A phase III research study being conducted at Rush University Medical Center by neurosurgeon Dr. Richard Byrne involves the use of convection-enhanced delivery, a novel drug delivery approach, to facilitate infusion of the study drug, IL13-PE38QQR, into the brain. IL13-PE38QQR is designed to attach to specific receptors on tumor cells that are not present on normal brain cells.
The problem with current treatments for brain tumors is that while neurosurgeons can remove as much as 95 percent or more of a tumor, some cancer cells will remain undetectable and scattered throughout the brain tissue adjacent to the tumor site. Current methods to kill the remaining cancer cells with radiation or chemotherapy have resulted in a median survival rate after initial diagnosis of about nine to twelve months, and normal brain cells can be injured in the process.
Patients in the study first will undergo neurosurgery to remove as much of the GBM tumor as possible. Within a week, magnetic resonance imaging (MRI) will be used to scan the brain tissue around the cavity where the tumor has been removed to identify suspicious areas where cancer cells may remain.

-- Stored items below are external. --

//! Records of training events.
use crate::error::DeepqError;
use chrono::prelude::{DateTime, Local};
use std::collections::{
    hash_map::{IntoIter, Iter, Keys},
    HashMap,
};

/// Key of the timestamp attached by [`Record::timestamped`].
pub const TIMESTAMP_KEY: &str = "timestamp";

/// A value stored in a [`Record`].
#[derive(Debug, Clone, PartialEq)]
pub enum RecordValue {
    /// A single floating-point value such as a loss or an exploration rate.
    Scalar(f32),

    /// A timestamp with local timezone.
    DateTime(DateTime<Local>),

    /// A 1-dimensional array, e.g. action values of an observation.
    Array1(Vec<f32>),

    /// A text value.
    String(String),
}

/// Key-value pairs describing a single event, e.g. an optimization step
/// or the end of an episode.
///
/// ```rust
/// use deepq_core::record::{Record, RecordValue};
///
/// let mut record = Record::from_scalar("loss", 0.5);
/// record.insert("max_value", RecordValue::Scalar(1.2));
///
/// assert_eq!(record.get_scalar("loss").unwrap(), 0.5);
/// assert!(record.get_scalar("epsilon").is_err());
/// ```
#[derive(Debug, Clone, Default, PartialEq)]
pub struct Record(HashMap<String, RecordValue>);

impl Record {
    /// Creates an empty record.
    pub fn empty() -> Self {
        Self(HashMap::new())
    }

    /// Creates a record containing a single scalar value.
    pub fn from_scalar(name: impl Into<String>, value: f32) -> Self {
        Self(HashMap::from([(name.into(), RecordValue::Scalar(value))]))
    }

    /// Creates a record from a slice of key-value pairs.
    pub fn from_slice<K: Into<String> + Clone>(s: &[(K, RecordValue)]) -> Self {
        Self(
            s.iter()
                .map(|(k, v)| (k.clone().into(), v.clone()))
                .collect(),
        )
    }

    /// Attaches the current local time under [`TIMESTAMP_KEY`].
    pub fn timestamped(mut self) -> Self {
        self.insert(TIMESTAMP_KEY, RecordValue::DateTime(Local::now()));
        self
    }

    /// Returns an iterator over the keys.
    pub fn keys(&self) -> Keys<String, RecordValue> {
        self.0.keys()
    }

    /// Inserts a key-value pair, replacing the previous value of `k`.
    pub fn insert(&mut self, k: impl Into<String>, v: RecordValue) {
        self.0.insert(k.into(), v);
    }

    /// Returns an iterator over the key-value pairs.
    pub fn iter(&self) -> Iter<'_, String, RecordValue> {
        self.0.iter()
    }

    /// Returns an iterator that consumes the record.
    pub fn into_iter_in_record(self) -> IntoIter<String, RecordValue> {
        self.0.into_iter()
    }

    /// Gets the value of `k`.
    pub fn get(&self, k: &str) -> Option<&RecordValue> {
        self.0.get(k)
    }

    /// Returns `true` if the record has a value for `k`.
    pub fn contains_key(&self, k: &str) -> bool {
        self.0.contains_key(k)
    }

    /// Merges two records. Values of `record` win on duplicate keys.
    pub fn merge(self, record: Record) -> Self {
        Record(self.0.into_iter().chain(record.0).collect())
    }

    /// Merges `record` into this one. Values of `record` win on duplicate keys.
    pub fn merge_inplace(&mut self, record: Record) {
        self.0.extend(record.0);
    }

    /// Gets a scalar value.
    ///
    /// Fails with [`DeepqError::RecordKey`] if `k` is missing and with
    /// [`DeepqError::RecordValueType`] if the value is not a scalar.
    pub fn get_scalar(&self, k: &str) -> Result<f32, DeepqError> {
        match self.0.get(k) {
            Some(RecordValue::Scalar(v)) => Ok(*v),
            Some(_) => Err(DeepqError::RecordValueType("Scalar".to_string())),
            None => Err(DeepqError::RecordKey(k.to_string())),
        }
    }

    /// Gets a 1-dimensional array.
    pub fn get_array1(&self, k: &str) -> Result<Vec<f32>, DeepqError> {
        match self.0.get(k) {
            Some(RecordValue::Array1(v)) => Ok(v.clone()),
            Some(_) => Err(DeepqError::RecordValueType("Array1".to_string())),
            None => Err(DeepqError::RecordKey(k.to_string())),
        }
    }

    /// Gets a string.
    pub fn get_string(&self, k: &str) -> Result<String, DeepqError> {
        match self.0.get(k) {
            Some(RecordValue::String(s)) => Ok(s.clone()),
            Some(_) => Err(DeepqError::RecordValueType("String".to_string())),
            None => Err(DeepqError::RecordKey(k.to_string())),
        }
    }

    /// Gets a timestamp.
    pub fn get_datetime(&self, k: &str) -> Result<DateTime<Local>, DeepqError> {
        match self.0.get(k) {
            Some(RecordValue::DateTime(t)) => Ok(*t),
            Some(_) => Err(DeepqError::RecordValueType("DateTime".to_string())),
            None => Err(DeepqError::RecordKey(k.to_string())),
        }
    }

    /// Returns `true` if the record has no key.
    pub fn is_empty(&self) -> bool {
        self.0.is_empty()
    }

    /// Number of keys.
    pub fn len(&self) -> usize {
        self.0.len()
    }
}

With the target areas identified, Byrne and his team will then perform a second surgical procedure using an image guidance technique to pass catheters through the skull into the brain to reach two to four areas of tissue suspected of harboring residual, infiltrating tumor cells. Following catheter placement, the drug is continually infused or delivered through the catheters into the brain. A pump is used to slowly push the drug solution through the catheters. This method of treatment is referred to as convection-enhanced delivery, or CED. The patient is able to walk around during this time.
IL13-PE38QQR is a hybrid protein that contains the cytokine IL13, which allows the drug to specifically attach or bind to tumor cells that have the IL13 receptor. "Like a key to a lock," the cytokine binds to the receptor and allows the study drug to enter and potentially kill the tumor cells. Normal brain cells remain unaffected because they do not appear to have the IL13 receptor and therefore the study drug does not bind to them.
The positive-pressure, convection-enhanced delivery method is used to diffuse the drug throughout the targeted brain tissue. Convection enhanced delivery to brain tissue allows the drug to bypass the blood-brain barrier, which protects the brain by preventing "foreign substances" such as drugs in the blood from reaching brain tissue, which can occur when drugs are administered systemically. "There are countless success stories of treating tumors that work in cell lines that fail when we try them in the brain, in part because of the blood brain barrier," said Byrne, who is a member of the Chicago Institute of Neurosurgery and Neuroresearch medical group (CINN). He is the principal investigator for the study at Rush.
"Previous studies with this drug have shown that it was safe and that there were some very dramatic responses in terms of eliminating residual tumor in the brain and prolonging patient life. We believe this drug can positively improve life span for some GBM brain tumor patients by destroying the cancerous cells we cannot remove through neurosurgery," said Byrne.